• [What to produce]: Search the records below for "errors" and copy every line it turns up in.

• [Provided records]:

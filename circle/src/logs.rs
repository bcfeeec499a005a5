//! Logging configuration

use serde::{Deserialize, Serialize};
use tracing_subscriber::filter::LevelFilter;
use tracing_subscriber::{fmt, layer::SubscriberExt, util::SubscriberInitExt, EnvFilter};

use crate::errors::CircleError;

/// Verbosity named in the settings file
#[derive(Debug, Clone, Copy, Default, PartialEq, Eq, Serialize, Deserialize)]
#[serde(rename_all = "lowercase")]
pub enum LogLevel {
    Debug,
    #[default]
    Info,
    #[serde(alias = "warning")]
    Warn,
    Error,
}

impl From<LogLevel> for LevelFilter {
    fn from(level: LogLevel) -> Self {
        match level {
            LogLevel::Debug => LevelFilter::DEBUG,
            LogLevel::Info => LevelFilter::INFO,
            LogLevel::Warn => LevelFilter::WARN,
            LogLevel::Error => LevelFilter::ERROR,
        }
    }
}

/// Logging options
#[derive(Debug, Clone, Default)]
pub struct LogOptions {
    /// Log level, unless `RUST_LOG` says otherwise
    pub log_level: LogLevel,

    /// Emit JSON lines instead of human-readable text
    pub json_format: bool,
}

/// Initialize logging
///
/// Logs go to stderr so command output on stdout stays machine-readable.
pub fn init_logging(options: LogOptions) -> Result<(), CircleError> {
    let filter = EnvFilter::builder()
        .with_default_directive(LevelFilter::from(options.log_level).into())
        .from_env_lossy();

    let subscriber = tracing_subscriber::registry().with(filter);

    if options.json_format {
        subscriber
            .with(fmt::layer().json().with_writer(std::io::stderr))
            .try_init()
            .map_err(|e| CircleError::Config(e.to_string()))?;
    } else {
        subscriber
            .with(fmt::layer().with_writer(std::io::stderr))
            .try_init()
            .map_err(|e| CircleError::Config(e.to_string()))?;
    }

    Ok(())
}
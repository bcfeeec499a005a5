//! Session manager for account authentication

use std::sync::Arc;

use chrono::{DateTime, Utc};
use circle_api::models::LoginRequest;
use secrecy::{ExposeSecret, SecretString};
use tracing::{debug, error, info, warn};

use crate::authn::session::{Session, SESSION_COOKIE};
use crate::errors::{CircleError, Result};
use crate::http::client::HttpClient;
use crate::storage::session::SessionStore;

/// What the caller authenticates with
#[derive(Debug)]
pub enum Credentials {
    /// Account email and password, exchanged for a session cookie
    Password {
        email: String,
        password: SecretString,
    },

    /// Pre-issued token used as-is
    Token(SecretString),
}

impl Credentials {
    /// Build password credentials
    pub fn password(email: impl Into<String>, password: impl Into<String>) -> Self {
        let password: String = password.into();
        Credentials::Password {
            email: email.into(),
            password: SecretString::from(password),
        }
    }

    /// Build token credentials
    pub fn token(token: impl Into<String>) -> Self {
        let token: String = token.into();
        Credentials::Token(SecretString::from(token))
    }
}

type Clock = Arc<dyn Fn() -> DateTime<Utc> + Send + Sync>;

/// Obtains usable sessions, reusing a cached one while it is still fresh
pub struct SessionManager {
    http_client: Arc<HttpClient>,
    clock: Clock,
}

impl SessionManager {
    /// Create a new session manager
    pub fn new(http_client: Arc<HttpClient>) -> Self {
        Self {
            http_client,
            clock: Arc::new(Utc::now),
        }
    }

    /// Replace the clock used for freshness checks
    pub fn with_clock(mut self, clock: impl Fn() -> DateTime<Utc> + Send + Sync + 'static) -> Self {
        self.clock = Arc::new(clock);
        self
    }

    fn now(&self) -> DateTime<Utc> {
        (self.clock)()
    }

    /// Get a session for `credentials`
    ///
    /// Token credentials become a non-expiring session without touching the
    /// store or the network. Password credentials reuse the stored session if
    /// it has not yet expired, and otherwise log in and store the result.
    pub async fn obtain_session(
        &self,
        credentials: Credentials,
        store: Option<&dyn SessionStore>,
    ) -> Result<Session> {
        let (email, password) = match credentials {
            Credentials::Token(token) => {
                if token.expose_secret().is_empty() {
                    return Err(CircleError::MissingCredentials(
                        "token is empty".to_string(),
                    ));
                }
                debug!("Using pre-issued token, skipping login");
                return Ok(Session::bearer(token));
            }
            Credentials::Password { email, password } => (email, password),
        };

        if email.is_empty() || password.expose_secret().is_empty() {
            return Err(CircleError::MissingCredentials(
                "email and password are both required".to_string(),
            ));
        }

        if let Some(store) = store {
            match self.load_fresh(store).await {
                Ok(session) => {
                    info!(
                        "Reusing cached session, expires at: {}",
                        session.expiry().map(|e| e.to_rfc3339()).unwrap_or_default()
                    );
                    return Ok(session);
                }
                Err(CircleError::SessionExpired) => info!("Cached session has expired, logging in"),
                Err(e) => debug!("No usable cached session: {}", e),
            }
        }

        let session = self.login(&email, &password).await?;

        if let Some(store) = store {
            store.save(&session).await?;
            debug!("Session cached");
        }

        Ok(session)
    }

    /// Load the stored session and accept it only while it is unexpired
    pub async fn load_fresh(&self, store: &dyn SessionStore) -> Result<Session> {
        let session = store.load().await?;
        if session.is_bearer() {
            return Err(CircleError::SessionInvalid(
                "cached session is not a cookie session".to_string(),
            ));
        }

        match session.expiry() {
            None => Err(CircleError::SessionInvalid(
                "cached session has no expiry".to_string(),
            )),
            Some(expiry) if session.is_expired_at(self.now()) => {
                warn!("Cached session expired at {}", expiry);
                Err(CircleError::SessionExpired)
            }
            Some(_) => Ok(session),
        }
    }

    /// Exchange email and password for a session cookie
    pub async fn login(&self, email: &str, password: &SecretString) -> Result<Session> {
        let url = self.http_client.api_url(&["accounts", "authorization"])?;
        info!("Logging in as {}", email);

        let body = LoginRequest {
            email: email.to_string(),
            password: password.expose_secret().to_string(),
        };
        let response = self.http_client.post_anonymous(&url, &body).await?;

        let status = response.status();
        if !status.is_success() {
            let body = response.text().await.unwrap_or_default();
            error!("Login failed: {} - {}", status, body);
            return Err(CircleError::Authentication { status, body });
        }

        let now = self.now();
        let cookie = response
            .cookies()
            .find(|cookie| cookie.name() == SESSION_COOKIE && !cookie.value().is_empty())
            .map(|cookie| {
                let expiry = cookie
                    .expires()
                    .map(DateTime::<Utc>::from)
                    .or_else(|| {
                        cookie
                            .max_age()
                            .and_then(|age| chrono::Duration::from_std(age).ok())
                            .map(|age| now + age)
                    });
                (cookie.value().to_string(), expiry)
            });

        let Some((value, expiry)) = cookie else {
            error!("Login response carried no {} cookie", SESSION_COOKIE);
            return Err(CircleError::Authentication {
                status,
                body: format!("response did not set the {} cookie", SESSION_COOKIE),
            });
        };

        match expiry {
            Some(expiry) => info!("Logged in, session expires at: {}", expiry),
            None => info!("Logged in, session expiry not provided"),
        }

        Ok(Session::from_cookie(value, expiry))
    }
}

• [Exercise solution]:
use crate::errors::CircleError;
use crate::errors::{CircleError, Result};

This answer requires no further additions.